Problem requirements:
Each of the records below must be reproduced exactly.

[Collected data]

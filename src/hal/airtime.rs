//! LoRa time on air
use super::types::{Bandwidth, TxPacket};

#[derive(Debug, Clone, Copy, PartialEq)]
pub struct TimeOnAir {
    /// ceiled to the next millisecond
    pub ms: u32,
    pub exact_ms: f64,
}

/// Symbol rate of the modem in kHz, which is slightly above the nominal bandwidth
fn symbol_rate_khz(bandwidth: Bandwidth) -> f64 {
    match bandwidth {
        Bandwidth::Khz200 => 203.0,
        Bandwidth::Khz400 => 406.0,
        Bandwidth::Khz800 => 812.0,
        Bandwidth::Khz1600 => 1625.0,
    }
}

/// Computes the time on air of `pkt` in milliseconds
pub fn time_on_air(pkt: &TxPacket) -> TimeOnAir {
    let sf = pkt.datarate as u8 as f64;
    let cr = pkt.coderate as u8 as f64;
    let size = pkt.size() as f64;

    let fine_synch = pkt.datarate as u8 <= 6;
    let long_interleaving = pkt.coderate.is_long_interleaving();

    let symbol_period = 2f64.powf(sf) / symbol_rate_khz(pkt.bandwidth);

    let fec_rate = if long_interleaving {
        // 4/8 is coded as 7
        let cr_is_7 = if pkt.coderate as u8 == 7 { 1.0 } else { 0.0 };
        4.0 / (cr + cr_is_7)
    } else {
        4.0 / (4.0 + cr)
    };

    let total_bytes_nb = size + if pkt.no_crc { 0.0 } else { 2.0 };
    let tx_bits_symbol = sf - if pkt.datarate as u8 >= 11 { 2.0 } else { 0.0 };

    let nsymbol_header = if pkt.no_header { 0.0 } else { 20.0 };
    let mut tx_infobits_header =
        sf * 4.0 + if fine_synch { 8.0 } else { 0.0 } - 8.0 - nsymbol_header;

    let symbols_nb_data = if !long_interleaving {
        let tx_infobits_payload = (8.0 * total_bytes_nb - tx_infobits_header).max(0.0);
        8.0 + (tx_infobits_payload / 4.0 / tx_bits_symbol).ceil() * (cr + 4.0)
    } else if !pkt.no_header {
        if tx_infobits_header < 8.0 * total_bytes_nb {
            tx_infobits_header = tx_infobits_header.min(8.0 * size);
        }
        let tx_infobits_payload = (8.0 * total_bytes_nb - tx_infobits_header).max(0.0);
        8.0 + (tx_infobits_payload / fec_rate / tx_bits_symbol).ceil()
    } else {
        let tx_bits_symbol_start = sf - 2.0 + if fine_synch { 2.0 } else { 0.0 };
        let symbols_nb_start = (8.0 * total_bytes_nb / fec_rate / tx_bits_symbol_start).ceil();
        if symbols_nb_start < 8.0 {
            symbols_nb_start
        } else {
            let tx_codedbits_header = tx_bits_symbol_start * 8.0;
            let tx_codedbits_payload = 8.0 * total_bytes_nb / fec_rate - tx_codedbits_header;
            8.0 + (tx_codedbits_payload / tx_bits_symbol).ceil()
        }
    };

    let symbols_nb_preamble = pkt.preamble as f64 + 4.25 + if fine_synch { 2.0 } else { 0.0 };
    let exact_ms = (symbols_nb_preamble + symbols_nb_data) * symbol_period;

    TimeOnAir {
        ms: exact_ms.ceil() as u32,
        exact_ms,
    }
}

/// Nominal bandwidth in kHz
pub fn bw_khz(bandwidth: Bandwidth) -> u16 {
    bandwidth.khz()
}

Response:
filename src/hal/airtime.rs
//! LoRa time on air
use super::types::{Bandwidth, TxPacket};

#[derive(Debug, Clone, Copy, PartialEq)]
pub struct TimeOnAir {
    /// ceiled to the next millisecond
    pub ms: u32,
    pub exact_ms: f64,
}

/// Symbol rate of the modem in kHz, which is slightly above the nominal bandwidth
fn symbol_rate_khz(bandwidth: Bandwidth) -> f64 {
    match bandwidth {
        Bandwidth::Khz200 => 203.0,
        Bandwidth::Khz400 => 406.0,
        Bandwidth::Khz800 => 812.0,
        Bandwidth::Khz1600 => 1625.0,
    }
}

/// Computes the time on air of `pkt` in milliseconds
pub fn time_on_air(pkt: &TxPacket) -> TimeOnAir {
    let sf = pkt.datarate as u8 as f64;
    let cr = pkt.coderate as u8 as f64;
    let size = pkt.size() as f64;

    let fine_synch = pkt.datarate as u8 <= 6;
    let long_interleaving = pkt.coderate.is_long_interleaving();

    let symbol_period = 2f64.powf(sf) / symbol_rate_khz(pkt.bandwidth);

    let fec_rate = if long_interleaving {
        // 4/8 is coded as 7
        let cr_is_7 = if pkt.coderate as u8 == 7 { 1.0 } else { 0.0 };
        4.0 / (cr + cr_is_7)
    } else {
        4.0 / (4.0 + cr)
    };

    let total_bytes_nb = size + if pkt.no_crc { 0.0 } else { 2.0 };
    let tx_bits_symbol = sf - if pkt.datarate as u8 >= 11 { 2.0 } else { 0.0 };

    let nsymbol_header = if pkt.no_header { 0.0 } else { 20.0 };
    let mut tx_infobits_header =
        sf * 4.0 + if fine_synch { 8.0 } else { 0.0 } - 8.0 - nsymbol_header;

    let symbols_nb_data = if !long_interleaving {
        let tx_infobits_payload = (8.0 * total_bytes_nb - tx_infobits_header).max(0.0);
        8.0 + (tx_infobits_payload / 4.0 / tx_bits_symbol).ceil() * (cr + 4.0)
    } else if !pkt.no_header {
        if tx_infobits_header < 8.0 * total_bytes_nb {
            tx_infobits_header = tx_infobits_header.min(8.0 * size);
        }
        let tx_infobits_payload = (8.0 * total_bytes_nb - tx_infobits_header).max(0.0);
        8.0 + (tx_infobits_payload / fec_rate / tx_bits_symbol).ceil()
    } else {
        let tx_bits_symbol_start = sf - 2.0 + if fine_synch { 2.0 } else { 0.0 };
        let symbols_nb_start = (8.0 * total_bytes_nb / fec_rate / tx_bits_symbol_start).ceil();
        if symbols_nb_start < 8.0 {
            symbols_nb_start
        } else {
            let tx_codedbits_header = tx_bits_symbol_start * 8.0;
            let tx_codedbits_payload = 8.0 * total_bytes_nb / fec_rate - tx_codedbits_header;
            8.0 + (tx_codedbits_payload / tx_bits_symbol).ceil()
        }
    };

    let symbols_nb_preamble = pkt.preamble as f64 + 4.25 + if fine_synch { 2.0 } else { 0.0 };
    let exact_ms = (symbols_nb_preamble + symbols_nb_data) * symbol_period;

    TimeOnAir {
        ms: exact_ms.ceil() as u32,
        exact_ms,
    }
}

/// Nominal bandwidth in kHz
pub fn bw_khz(bandwidth: Bandwidth) -> u16 {
    bandwidth.khz()
}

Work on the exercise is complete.